TASK ITEM >> In the data below, count every line that holds the string "reports" and reply with the number alone.

+ + + + +

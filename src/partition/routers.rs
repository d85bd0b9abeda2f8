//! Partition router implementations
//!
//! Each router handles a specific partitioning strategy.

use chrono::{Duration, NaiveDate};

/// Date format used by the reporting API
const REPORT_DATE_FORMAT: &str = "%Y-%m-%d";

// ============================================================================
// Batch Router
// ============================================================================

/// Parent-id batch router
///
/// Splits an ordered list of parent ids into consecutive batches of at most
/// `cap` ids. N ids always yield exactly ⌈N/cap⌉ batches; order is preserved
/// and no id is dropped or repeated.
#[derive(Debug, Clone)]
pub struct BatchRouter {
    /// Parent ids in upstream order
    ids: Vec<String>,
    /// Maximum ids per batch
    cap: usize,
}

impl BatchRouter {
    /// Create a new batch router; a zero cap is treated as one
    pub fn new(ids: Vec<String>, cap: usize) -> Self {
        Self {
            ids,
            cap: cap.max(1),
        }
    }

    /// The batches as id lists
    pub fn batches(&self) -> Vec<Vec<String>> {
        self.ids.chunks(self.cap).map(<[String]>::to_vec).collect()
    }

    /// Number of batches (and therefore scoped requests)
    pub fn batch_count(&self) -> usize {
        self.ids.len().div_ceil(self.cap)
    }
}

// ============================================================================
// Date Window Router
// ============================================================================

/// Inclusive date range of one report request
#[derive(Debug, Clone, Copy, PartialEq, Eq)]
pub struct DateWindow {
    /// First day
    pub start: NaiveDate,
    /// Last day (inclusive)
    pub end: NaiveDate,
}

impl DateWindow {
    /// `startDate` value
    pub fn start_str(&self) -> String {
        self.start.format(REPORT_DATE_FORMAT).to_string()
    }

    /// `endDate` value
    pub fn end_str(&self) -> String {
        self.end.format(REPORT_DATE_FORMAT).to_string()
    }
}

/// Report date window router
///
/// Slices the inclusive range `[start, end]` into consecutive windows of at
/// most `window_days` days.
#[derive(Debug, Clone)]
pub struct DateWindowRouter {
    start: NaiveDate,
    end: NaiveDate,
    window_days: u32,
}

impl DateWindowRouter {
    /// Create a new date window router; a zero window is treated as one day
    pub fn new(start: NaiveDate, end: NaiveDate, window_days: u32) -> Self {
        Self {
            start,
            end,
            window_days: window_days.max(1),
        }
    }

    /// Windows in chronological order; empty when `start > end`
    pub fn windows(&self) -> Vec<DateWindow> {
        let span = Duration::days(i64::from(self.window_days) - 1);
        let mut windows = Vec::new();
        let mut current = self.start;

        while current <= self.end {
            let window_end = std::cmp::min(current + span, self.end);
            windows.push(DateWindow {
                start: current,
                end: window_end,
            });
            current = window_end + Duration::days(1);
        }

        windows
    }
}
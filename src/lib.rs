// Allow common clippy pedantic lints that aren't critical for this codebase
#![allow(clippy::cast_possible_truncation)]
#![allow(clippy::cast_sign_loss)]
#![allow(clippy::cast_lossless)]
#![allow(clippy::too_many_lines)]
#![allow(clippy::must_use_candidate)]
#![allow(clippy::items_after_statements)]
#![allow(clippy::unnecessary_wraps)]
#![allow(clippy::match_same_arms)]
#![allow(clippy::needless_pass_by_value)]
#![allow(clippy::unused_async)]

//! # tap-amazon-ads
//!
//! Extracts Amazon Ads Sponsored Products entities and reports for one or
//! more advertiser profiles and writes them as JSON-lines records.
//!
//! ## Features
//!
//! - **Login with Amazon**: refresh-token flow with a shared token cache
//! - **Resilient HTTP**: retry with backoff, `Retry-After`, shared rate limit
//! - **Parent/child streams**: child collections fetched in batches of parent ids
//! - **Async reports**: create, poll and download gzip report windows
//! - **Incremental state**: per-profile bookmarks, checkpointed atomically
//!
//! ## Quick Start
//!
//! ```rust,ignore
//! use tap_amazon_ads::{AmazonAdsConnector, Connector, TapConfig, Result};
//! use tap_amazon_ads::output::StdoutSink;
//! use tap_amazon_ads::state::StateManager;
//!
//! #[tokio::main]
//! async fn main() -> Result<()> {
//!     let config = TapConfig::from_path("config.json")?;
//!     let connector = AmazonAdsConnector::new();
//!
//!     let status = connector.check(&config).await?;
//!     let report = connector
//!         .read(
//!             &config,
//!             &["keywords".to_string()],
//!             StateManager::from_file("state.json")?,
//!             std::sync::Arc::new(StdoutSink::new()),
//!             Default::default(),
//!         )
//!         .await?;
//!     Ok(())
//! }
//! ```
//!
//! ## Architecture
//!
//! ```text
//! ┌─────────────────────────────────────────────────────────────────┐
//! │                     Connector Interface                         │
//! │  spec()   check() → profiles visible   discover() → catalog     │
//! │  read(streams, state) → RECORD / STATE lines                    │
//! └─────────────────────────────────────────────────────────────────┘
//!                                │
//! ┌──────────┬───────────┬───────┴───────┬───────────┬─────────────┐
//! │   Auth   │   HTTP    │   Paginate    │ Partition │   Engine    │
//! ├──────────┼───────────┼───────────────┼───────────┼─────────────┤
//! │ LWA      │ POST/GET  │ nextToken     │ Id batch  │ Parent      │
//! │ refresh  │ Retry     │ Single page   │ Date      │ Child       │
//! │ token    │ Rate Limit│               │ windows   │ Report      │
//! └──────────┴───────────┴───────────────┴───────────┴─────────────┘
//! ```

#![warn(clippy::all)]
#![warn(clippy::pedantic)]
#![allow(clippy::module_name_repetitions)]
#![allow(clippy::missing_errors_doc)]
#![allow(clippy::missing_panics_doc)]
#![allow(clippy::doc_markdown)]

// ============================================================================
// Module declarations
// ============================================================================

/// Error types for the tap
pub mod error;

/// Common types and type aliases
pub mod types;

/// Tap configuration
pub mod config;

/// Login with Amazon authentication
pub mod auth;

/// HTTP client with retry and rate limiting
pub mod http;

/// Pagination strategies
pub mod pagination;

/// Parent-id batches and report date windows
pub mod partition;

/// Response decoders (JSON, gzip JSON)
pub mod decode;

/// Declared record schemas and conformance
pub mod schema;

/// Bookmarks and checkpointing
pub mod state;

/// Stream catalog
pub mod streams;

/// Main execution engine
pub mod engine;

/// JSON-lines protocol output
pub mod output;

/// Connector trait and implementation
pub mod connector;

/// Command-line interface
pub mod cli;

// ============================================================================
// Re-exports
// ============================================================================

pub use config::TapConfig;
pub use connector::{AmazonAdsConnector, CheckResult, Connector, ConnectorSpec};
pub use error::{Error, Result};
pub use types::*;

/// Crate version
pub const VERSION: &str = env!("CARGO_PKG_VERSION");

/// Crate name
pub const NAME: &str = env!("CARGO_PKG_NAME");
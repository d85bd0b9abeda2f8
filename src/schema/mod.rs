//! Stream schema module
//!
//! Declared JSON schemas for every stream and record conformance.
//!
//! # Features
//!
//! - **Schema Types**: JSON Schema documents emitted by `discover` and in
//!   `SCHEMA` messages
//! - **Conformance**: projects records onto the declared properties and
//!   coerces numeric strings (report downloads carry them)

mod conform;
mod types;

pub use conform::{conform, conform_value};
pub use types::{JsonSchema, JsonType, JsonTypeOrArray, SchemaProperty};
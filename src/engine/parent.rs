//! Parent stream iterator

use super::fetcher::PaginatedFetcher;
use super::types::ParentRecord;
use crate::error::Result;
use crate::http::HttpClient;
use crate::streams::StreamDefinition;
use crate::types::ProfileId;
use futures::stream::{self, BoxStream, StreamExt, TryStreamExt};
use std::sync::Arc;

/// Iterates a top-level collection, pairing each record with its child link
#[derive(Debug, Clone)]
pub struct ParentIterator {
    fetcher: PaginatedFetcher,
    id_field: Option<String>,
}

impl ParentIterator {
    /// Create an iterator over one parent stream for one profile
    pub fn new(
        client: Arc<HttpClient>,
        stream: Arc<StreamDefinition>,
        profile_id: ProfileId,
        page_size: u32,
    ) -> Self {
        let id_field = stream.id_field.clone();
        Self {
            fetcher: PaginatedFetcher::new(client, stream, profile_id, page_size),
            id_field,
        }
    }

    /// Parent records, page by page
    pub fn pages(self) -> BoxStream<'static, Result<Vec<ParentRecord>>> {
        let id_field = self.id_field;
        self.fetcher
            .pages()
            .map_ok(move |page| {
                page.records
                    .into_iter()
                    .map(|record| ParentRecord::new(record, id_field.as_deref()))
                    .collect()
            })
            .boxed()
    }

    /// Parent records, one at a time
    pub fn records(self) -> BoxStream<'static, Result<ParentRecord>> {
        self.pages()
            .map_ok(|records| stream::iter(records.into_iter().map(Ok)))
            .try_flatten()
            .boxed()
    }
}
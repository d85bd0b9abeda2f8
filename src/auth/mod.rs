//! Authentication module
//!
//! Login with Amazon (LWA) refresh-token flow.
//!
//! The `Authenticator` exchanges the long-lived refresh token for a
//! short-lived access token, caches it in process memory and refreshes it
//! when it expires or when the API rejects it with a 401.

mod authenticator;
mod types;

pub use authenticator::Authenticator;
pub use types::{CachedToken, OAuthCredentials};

+ + + + +

YOUR SOLUTION >> 2